The LEDS centres on measures that are currently being implemented by government to address mitigation in the energy, industrial, agriculture, forestry and land use, and waste sectors.
Various strategies, policies and sector plans have been developed for individual sectors of the economy, which will all contribute to driving emission reductions.
The third measure approved by Cabinet during the meeting was the NWMS 2020 , which was developed in terms of the National Environmental Management: Waste Act.
This strategy is a revision and update of the 2011 strategy and builds on the successes and lessons from the implementation of that strategy.
The NWMS 2020 is focused on preventing waste and diverting waste from landfill by leveraging the concept of the circular economy to drive sustainable, inclusive economic growth and development in the waste sector, while reducing the social and environmental impacts of waste.

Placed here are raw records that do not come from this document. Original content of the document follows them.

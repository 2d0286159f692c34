//! H.265 参考图像列表构建, 对应标准 8.3.4.
//!
//! 临时列表按 StCurrBefore / StCurrAfter / LtCurr (列表 1 为 StCurrAfter /
//! StCurrBefore / LtCurr) 循环填充到 max(num_ref_idx_active, NumPicTotalCurr),
//! 之后按 list_entry_lX 选取或直接截断.

use log::debug;

use crate::accelerator::{PictureStructure, ReferenceEntry};
use crate::arena::PicId;
use crate::parsers::h265::HevcSliceHeader;

use super::dpb::H265Dpb;

/// 当前 slice 的参考图像列表
#[derive(Debug, Clone, Default, PartialEq, Eq)]
pub struct RefPicLists {
    /// RefPicList0
    pub list0: Vec<PicId>,
    /// RefPicList1
    pub list1: Vec<PicId>,
}

impl H265Dpb {
    /// 按当前 RPS 构建 slice 的参考列表
    ///
    /// RPS 中缺失的图像记录告警后跳过.
    pub fn build_ref_lists(&mut self, slice: &HevcSliceHeader) -> RefPicLists {
        if slice.slice_type.is_intra() {
            return RefPicLists::default();
        }
        if self.rps.num_pic_total_curr() == 0 {
            debug!("H265: 帧间 slice 没有可用参考, type={:?}", slice.slice_type);
            return RefPicLists::default();
        }

        let rps = &self.rps;
        let temp0 = round_robin(
            [&rps.st_curr_before, &rps.st_curr_after, &rps.lt_curr],
            slice.num_ref_idx_l0_active().max(rps.num_pic_total_curr()),
        );
        let list0 = self.select(
            &temp0,
            slice.list_entry_l0.as_deref(),
            slice.num_ref_idx_l0_active(),
            "RefPicList0",
        );

        let list1 = if slice.slice_type.is_b() {
            let rps = &self.rps;
            let temp1 = round_robin(
                [&rps.st_curr_after, &rps.st_curr_before, &rps.lt_curr],
                slice.num_ref_idx_l1_active().max(rps.num_pic_total_curr()),
            );
            self.select(
                &temp1,
                slice.list_entry_l1.as_deref(),
                slice.num_ref_idx_l1_active(),
                "RefPicList1",
            )
        } else {
            Vec::new()
        };

        RefPicLists { list0, list1 }
    }

    /// 把列表转换为加速器使用的参考描述
    pub fn ref_entries(&self, list: &[PicId]) -> Vec<ReferenceEntry> {
        list.iter()
            .filter_map(|&id| {
                let pic = self.arena.get(id)?;
                let surface = pic.surface.as_ref()?;
                Some(ReferenceEntry {
                    surface: surface.id(),
                    poc: pic.poc,
                    long_term: pic.is_long_term(),
                    structure: PictureStructure::Frame,
                })
            })
            .collect()
    }

    /// 式 8-9 / 8-11: 按 list_entry 选取或按顺序截断
    fn select(
        &mut self,
        temp: &[Option<PicId>],
        list_entry: Option<&[u32]>,
        num_active: usize,
        scene: &str,
    ) -> Vec<PicId> {
        let mut list = Vec::with_capacity(num_active);
        for idx in 0..num_active {
            let pos = list_entry
                .and_then(|entries| entries.get(idx))
                .map_or(idx, |&entry| entry as usize);
            match temp.get(pos).copied().flatten() {
                Some(id) => list.push(id),
                None => self.record_missing_reference(scene, idx as i32),
            }
        }
        list
    }
}

/// 依次轮流取三个集合的条目, 直到列表长度达到 `total`
fn round_robin(sets: [&Vec<Option<PicId>>; 3], total: usize) -> Vec<Option<PicId>> {
    let mut temp = Vec::with_capacity(total);
    if sets.iter().all(|set| set.is_empty()) {
        return temp;
    }
    while temp.len() < total {
        for set in sets {
            for &entry in set {
                if temp.len() == total {
                    return temp;
                }
                temp.push(entry);
            }
        }
    }
    temp
}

Its implementation will create jobs in the waste sector and increase awareness and compliance around waste.
In terms of the strategy’s waste minimisation objective, the aim is to prevent waste. Where waste cannot be prevented, 40% should be diverted from landfill within five years through reuse, recycling, recovery and alternative waste treatment: 25% of waste reduction in waste generation; and 20% waste reused in the economic value chain.
NWMS 2020 also investigates potential regulatory or economic interventions to increase participation rates in residential separation at source programmes, alongside investing in the economies associated with transporting of recyclables to waste processing facilities and addressing the skills gaps within the sector.
The strategy also requires engagement with the National Treasury regarding the operational expenditures for municipalities associated with implementing the NWMS 2020 and the Waste Act.
“Among the significant strategic shifts from the 2011 strategy in the NWMS 2020 include addressing the role of waste pickers and the informal sector in the circular economy, promoting product design packaging that reduces waste or encourages reuse, repair and preparation for recycling, and support markets for source-separated recyclables.
“NWMS 2020 also investigates potential regulatory or economic interventions to increase participation rates in residential separation at source programmes, alongside investing in the economies associated with transporting of recyclables to waste processing facilities and addressing the skills gaps within the sector,” the department explains.